> _Problem details_:
Copy out every line from the records that includes "struct".

══ Material for the task

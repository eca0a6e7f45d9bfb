//! Cache-key and endpoint-id derivation.
//!
//! Cache keys name a cached result (`guilds:<user>`); endpoint ids name the
//! upstream route a rate limit applies to (`/users/@me/guilds`). The two never
//! share a namespace in the store.

use reqwest::Url;
use sha2::{Digest, Sha256};

const RATE_LIMIT_PREFIX: &str = "ratelimit";

/// Key under which the user's guild list is cached.
pub fn user_guilds(user_id: &str) -> String {
    format!("guilds:{}", sanitize_key(user_id))
}

/// Longer-lived copy of the guild list used for stale fallback.
pub fn user_guilds_stale(user_id: &str) -> String {
    format!("{}:stale", user_guilds(user_id))
}

pub fn guild(guild_id: &str) -> String {
    format!("guild:{}", sanitize_key(guild_id))
}

pub fn guild_channels(guild_id: &str) -> String {
    format!("channels:{}", sanitize_key(guild_id))
}

/// Per-token scope for `/users/@me`. Only a digest of the token is stored.
pub fn current_user(access_token: &str) -> String {
    format!("me:{}", token_fingerprint(access_token))
}

/// Key of the rate-limit flag for an endpoint.
pub fn rate_limit_flag(endpoint_id: &str) -> String {
    format!("{}:{}", RATE_LIMIT_PREFIX, endpoint_id)
}

/// Patterns that cover everything cached for a user.
pub fn user_patterns(user_id: &str) -> Vec<String> {
    let base = user_guilds(user_id);
    vec![base.clone(), format!("{}:*", base)]
}

/// Patterns that cover everything cached for a guild.
pub fn guild_patterns(guild_id: &str) -> Vec<String> {
    let guild = guild(guild_id);
    let channels = guild_channels(guild_id);
    vec![
        guild.clone(),
        format!("{}:*", guild),
        channels.clone(),
        format!("{}:*", channels),
    ]
}

/// Endpoint id for a request URL: its path, without query or fragment.
pub fn endpoint_id(url: &str) -> String {
    match Url::parse(url) {
        Ok(parsed) => parsed.path().to_string(),
        Err(_) => url
            .split(['?', '#'])
            .next()
            .unwrap_or(url)
            .to_string(),
    }
}

/// Hex sha256 prefix identifying a token without revealing it.
pub fn token_fingerprint(token: &str) -> String {
    Sha256::digest(token.as_bytes())
        .iter()
        .take(12)
        .map(|byte| format!("{:02x}", byte))
        .collect()
}

/// Replace anything that could act as a glob or separator with `_`.
pub fn sanitize_key(key: &str) -> String {
    key.chars()
        .map(|c| {
            if c.is_ascii_alphanumeric() || c == '-' || c == '_' {
                c
            } else {
                '_'
            }
        })
        .collect()
}
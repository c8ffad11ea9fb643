use dialoguer::{theme::ColorfulTheme, Input, Select};

use crate::intake::{ContactForm, IntakeClient, IntakeError, TRADES};
use crate::models::{CliApp, Result};
use crate::relay::FormRelay;

impl CliApp {
    pub async fn run_contact_form(&self) -> Result<()> {
        println!("\n📬 Contact form - get a free audit");

        let name: String = Input::with_theme(&ColorfulTheme::default())
            .with_prompt("Name")
            .allow_empty(true)
            .interact_text()?;
        let email: String = Input::with_theme(&ColorfulTheme::default())
            .with_prompt("Email")
            .allow_empty(true)
            .interact_text()?;

        let picked = Select::with_theme(&ColorfulTheme::default())
            .with_prompt("Trade")
            .default(0)
            .items(&TRADES)
            .interact()?;
        let trade = TRADES[picked].to_string();

        let areas: String = Input::with_theme(&ColorfulTheme::default())
            .with_prompt("Areas you target (e.g. London, Surrey, Kent)")
            .allow_empty(true)
            .interact_text()?;
        let message: String = Input::with_theme(&ColorfulTheme::default())
            .with_prompt("Message")
            .allow_empty(true)
            .interact_text()?;

        let form = ContactForm {
            name,
            email,
            trade,
            areas,
            message,
        };

        let client = IntakeClient::new(
            &self.backend_url,
            FormRelay::new(self.config.relay.endpoint.clone()),
        )?;

        match client.submit_contact(form).await {
            Ok(lead) => {
                println!("✅ Message sent! We'll be in touch soon. (lead {})", lead.id);
            }
            Err(IntakeError::Validation(notice)) => {
                println!("⚠️  {}", notice);
            }
            Err(IntakeError::Submission(_)) => {
                println!("❌ Something went wrong. Please try again.");
            }
        }

        Ok(())
    }
}
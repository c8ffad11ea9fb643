pub mod cli;
mod run;
mod run_audit_request;
mod run_contact_form;
mod run_manage_leads;
mod run_quick_chat;
mod run_server;
mod show_lead_stats;
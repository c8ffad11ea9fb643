use dialoguer::{theme::ColorfulTheme, Input};

use crate::intake::{AuditRequestForm, IntakeClient, IntakeError};
use crate::models::{CliApp, Result};
use crate::relay::FormRelay;

impl CliApp {
    pub async fn run_audit_request(&self) -> Result<()> {
        println!("\n🔍 Free website audit - find out why you aren't ranking");

        let name: String = Input::with_theme(&ColorfulTheme::default())
            .with_prompt("Your name")
            .allow_empty(true)
            .interact_text()?;
        let email: String = Input::with_theme(&ColorfulTheme::default())
            .with_prompt("your@email.com")
            .allow_empty(true)
            .interact_text()?;
        let website: String = Input::with_theme(&ColorfulTheme::default())
            .with_prompt("Your website URL")
            .allow_empty(true)
            .interact_text()?;

        let form = AuditRequestForm {
            name,
            email,
            website,
        };

        let client = IntakeClient::new(
            &self.backend_url,
            FormRelay::new(self.config.relay.endpoint.clone()),
        )?;

        match client.submit_audit_request(form).await {
            Ok(_) => {
                println!("✅ Request submitted! We'll review your website and send your audit within 48 hours.");
            }
            Err(IntakeError::Validation(notice)) => {
                println!("⚠️  {}", notice);
            }
            Err(IntakeError::Submission(_)) => {
                println!("❌ Something went wrong. Please try again.");
            }
        }

        Ok(())
    }
}
use serde::{Deserialize, Serialize};

use crate::relay::DEFAULT_RELAY_ENDPOINT;

#[derive(Debug, Clone, Deserialize, Serialize)]
pub struct Config {
    pub server: ServerConfig,
    pub database: DatabaseConfig,
    pub backend: BackendConfig,
    pub relay: RelayConfig,
    pub logging: LoggingConfig,
}

#[derive(Debug, Clone, Deserialize, Serialize)]
pub struct ServerConfig {
    pub host: String,
    pub port: u16,
}

#[derive(Debug, Clone, Deserialize, Serialize)]
pub struct DatabaseConfig {
    pub path: String,
}

/// Base URL the intake forms and the admin console post against. Can be
/// overridden with the BACKEND_URL environment variable.
#[derive(Debug, Clone, Deserialize, Serialize)]
pub struct BackendConfig {
    pub base_url: String,
}

#[derive(Debug, Clone, Deserialize, Serialize)]
pub struct RelayConfig {
    pub endpoint: String,
}

#[derive(Debug, Clone, Deserialize, Serialize)]
pub struct LoggingConfig {
    pub level: String,
}

impl Default for Config {
    fn default() -> Self {
        Self {
            server: ServerConfig {
                host: "127.0.0.1".to_string(),
                port: 8000,
            },
            database: DatabaseConfig {
                path: "data/leads.db".to_string(),
            },
            backend: BackendConfig {
                base_url: "http://127.0.0.1:8000".to_string(),
            },
            relay: RelayConfig {
                endpoint: DEFAULT_RELAY_ENDPOINT.to_string(),
            },
            logging: LoggingConfig {
                level: "info".to_string(),
            },
        }
    }
}

pub async fn load_config(
    path: &str,
) -> std::result::Result<Config, Box<dyn std::error::Error + Send + Sync>> {
    let content = tokio::fs::read_to_string(path).await?;
    let config: Config = serde_yaml::from_str(&content)?;
    Ok(config)
}

#[cfg(test)]
mod tests {
    use super::*;

    #[test]
    fn defaults_point_at_local_backend() {
        let config = Config::default();
        assert_eq!(config.server.port, 8000);
        assert_eq!(config.backend.base_url, "http://127.0.0.1:8000");
        assert_eq!(config.database.path, "data/leads.db");
        assert_eq!(config.relay.endpoint, DEFAULT_RELAY_ENDPOINT);
    }

    #[test]
    fn parses_yaml_config() {
        let yaml = r#"
server:
  host: 0.0.0.0
  port: 9000
database:
  path: /tmp/leads.db
backend:
  base_url: https://api.example.co.uk
relay:
  endpoint: https://formspree.io/f/abc123
logging:
  level: debug
"#;
        let config: Config = serde_yaml::from_str(yaml).unwrap();
        assert_eq!(config.server.host, "0.0.0.0");
        assert_eq!(config.server.port, 9000);
        assert_eq!(config.backend.base_url, "https://api.example.co.uk");
        assert_eq!(config.relay.endpoint, "https://formspree.io/f/abc123");
        assert_eq!(config.logging.level, "debug");
    }
}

════

> _Response_:
pub struct Config {
pub struct ServerConfig {
pub struct DatabaseConfig {
pub struct BackendConfig {
pub struct RelayConfig {
pub struct LoggingConfig {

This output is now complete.